Do computer science. I would actually encourage computer scientists, people that are deep in technology, to actually go and do startups on blockchain. And actually, I think it’s pretty good.
I think there’s a pretty good chance of success. I think that’s wonderful advice available faster, and build something that is actually creating value for the end user. So Stan, this has been such a wonderful conversation, and kind of answered so many questions of a scale about this advice for entrepreneurs.
There’s this one question that I ask everybody who comes on the show, and I think I’ll be remiss if I did not ask you the same question. You’re a man of science, you made a leap from, you know, you were doing CS, and then, you know, you studied physics, and then, you know, you worked in AI, and you moved to Web3. What would you say to the skeptics? So what would be your one line, perhaps, suggestion for the skeptics and people who are still very skeptical about this industry, so that they can truly start living? You know, there’s like, I think on Facebook, they had this thing on the wall, you know, that you have to build things and break things.
So essentially, all things in the world are experimental. It’s actually totally okay to fail. And in society, in the new society that we have, there will be a new generation.
This new generation will use computers in a way we don’t even imagine how they will use them. And blockchain will be definitely native to them. So the reason why blockchain will ultimately get successful is because of people that are now like teenagers.
For them, it is going to be the technology they will use every second, you know.
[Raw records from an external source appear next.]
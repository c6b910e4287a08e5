//! Location queries.

use super::{
    Catalogue,
    Location,
    LocationParams,
    distinct_values,
    find_by_id,
    rank_by_shared,
};

impl Catalogue {
    /// `None` means the page must render as not found.
    #[must_use]
    pub fn location_by_id(&self, id: &str) -> Option<&Location> {
        find_by_id(&self.locations, id)
    }

    /// One route parameter record per location, in file order.
    #[must_use]
    pub fn location_ids(&self) -> Vec<LocationParams> {
        self.locations
            .iter()
            .map(|location| LocationParams { location: location.id.clone() })
            .collect()
    }

    #[must_use]
    pub fn location_slugs(&self) -> Vec<&str> {
        self.locations.iter().map(|location| location.id.as_str()).collect()
    }

    /// Country names compare case-insensitively.
    #[must_use]
    pub fn locations_by_country(&self, country: &str) -> Vec<&Location> {
        let country = country.to_lowercase();
        self.locations.iter().filter(|location| location.country.to_lowercase() == country).collect()
    }

    #[must_use]
    pub fn locations_by_industry(&self, industry: &str) -> Vec<&Location> {
        self.locations
            .iter()
            .filter(|location| location.key_industries.iter().any(|i| i == industry))
            .collect()
    }

    #[must_use]
    pub fn locations_by_region(&self, region: &str) -> Vec<&Location> {
        self.locations.iter().filter(|location| location.region == region).collect()
    }

    #[must_use]
    pub fn all_countries(&self) -> Vec<String> {
        distinct_values(&self.locations, |location| std::iter::once(location.country.as_str()))
    }

    #[must_use]
    pub fn all_industries(&self) -> Vec<String> {
        distinct_values(&self.locations, |location| {
            location.key_industries.iter().map(String::as_str)
        })
    }

    /// Offices sharing the most key industries with `current_id`.
    #[must_use]
    pub fn related_locations(&self, current_id: &str, limit: usize) -> Vec<&Location> {
        rank_by_shared(&self.locations, current_id, limit, |location| {
            location.key_industries.as_slice()
        })
    }
}

#[cfg(test)]
#[allow(clippy::unwrap_used)]
mod tests {
    use googletest::prelude::*;
    use rstest::*;
    use serde_json::json;

    use super::*;

    #[fixture]
    fn catalogue() -> Catalogue {
        let locations: Vec<Location> = serde_json::from_value(json!([
            {
                "id": "london", "name": "London", "country": "United Kingdom",
                "region": "Europe", "keyIndustries": ["Finance", "Retail"]
            },
            {
                "id": "manchester", "name": "Manchester", "country": "United Kingdom",
                "region": "Europe", "keyIndustries": ["Manufacturing"]
            },
            {
                "id": "nyc", "name": "New York", "country": "United States",
                "region": "North America", "keyIndustries": ["Finance", "Media"]
            },
            {
                "id": "cape-town", "name": "Cape Town", "country": "South Africa",
                "region": "Africa"
            }
        ]))
        .unwrap();
        Catalogue::new(Vec::new(), locations)
    }

    fn ids<'a>(locations: &[&'a Location]) -> Vec<&'a str> {
        locations.iter().map(|l| l.id.as_str()).collect()
    }

    #[rstest]
    fn every_location_id_round_trips(catalogue: Catalogue) {
        let params = catalogue.location_ids();

        assert_that!(params, len(eq(4)));
        for p in params {
            let found = catalogue.location_by_id(&p.location);
            assert_that!(found.map(|l| l.id.as_str()), some(eq(p.location.as_str())));
        }
        assert_that!(catalogue.location_by_id("paris"), none());
    }

    #[rstest]
    #[case("United Kingdom", &["london", "manchester"])]
    #[case("united kingdom", &["london", "manchester"])]
    #[case("South Africa", &["cape-town"])]
    #[case("France", &[])]
    fn locations_by_country_cases(
        catalogue: Catalogue,
        #[case] country: &str,
        #[case] expected: &[&str],
    ) {
        assert_eq!(ids(&catalogue.locations_by_country(country)), expected);
    }

    #[rstest]
    fn locations_by_industry_treats_missing_as_empty(catalogue: Catalogue) {
        assert_that!(
            ids(&catalogue.locations_by_industry("Finance")),
            elements_are![eq(&"london"), eq(&"nyc")]
        );
    }

    #[rstest]
    fn locations_by_region_is_exact(catalogue: Catalogue) {
        assert_that!(ids(&catalogue.locations_by_region("Europe")), len(eq(2)));
        assert_that!(catalogue.locations_by_region("europe"), is_empty());
    }

    #[rstest]
    fn distinct_countries_and_industries(catalogue: Catalogue) {
        assert_that!(
            catalogue.all_countries(),
            unordered_elements_are![eq("United Kingdom"), eq("United States"), eq("South Africa")]
        );
        assert_that!(
            catalogue.all_industries(),
            unordered_elements_are![eq("Finance"), eq("Retail"), eq("Manufacturing"), eq("Media")]
        );
    }

    #[rstest]
    fn related_locations_rank_shared_industries(catalogue: Catalogue) {
        let related = catalogue.related_locations("london", 2);

        assert_that!(ids(&related), elements_are![eq(&"nyc"), eq(&"manchester")]);
    }
}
So we are building something for the children, essentially, they will use it. And no matter what happens in the meantime, there may be some crypto winters, crypto summers, I think the result will be fantastic.
And I also would like to thank you so much for inviting me to this podcast. I think it was a very meaningful conversation. I also think we need to have like slower conversations, deeper, and anytime I’ll be happy to get back to this podcast.
Also, our listeners, please, if you have any additional questions, tweet these questions to me. I really love when people ask interesting questions on Twitter. So please, let’s continue this conversation and I’ll be always happy to come back to this podcast.
Thank you so much, Stan. This has been a really insightful conversation. And yeah, let me just stop the recording once and then, you know, we can talk about it.
You can perhaps come back because I would love to have a deeper conversation as well. I feel like I have so many more questions to ask you. So thank you again.
Thank you so much. Great. Thank you so much.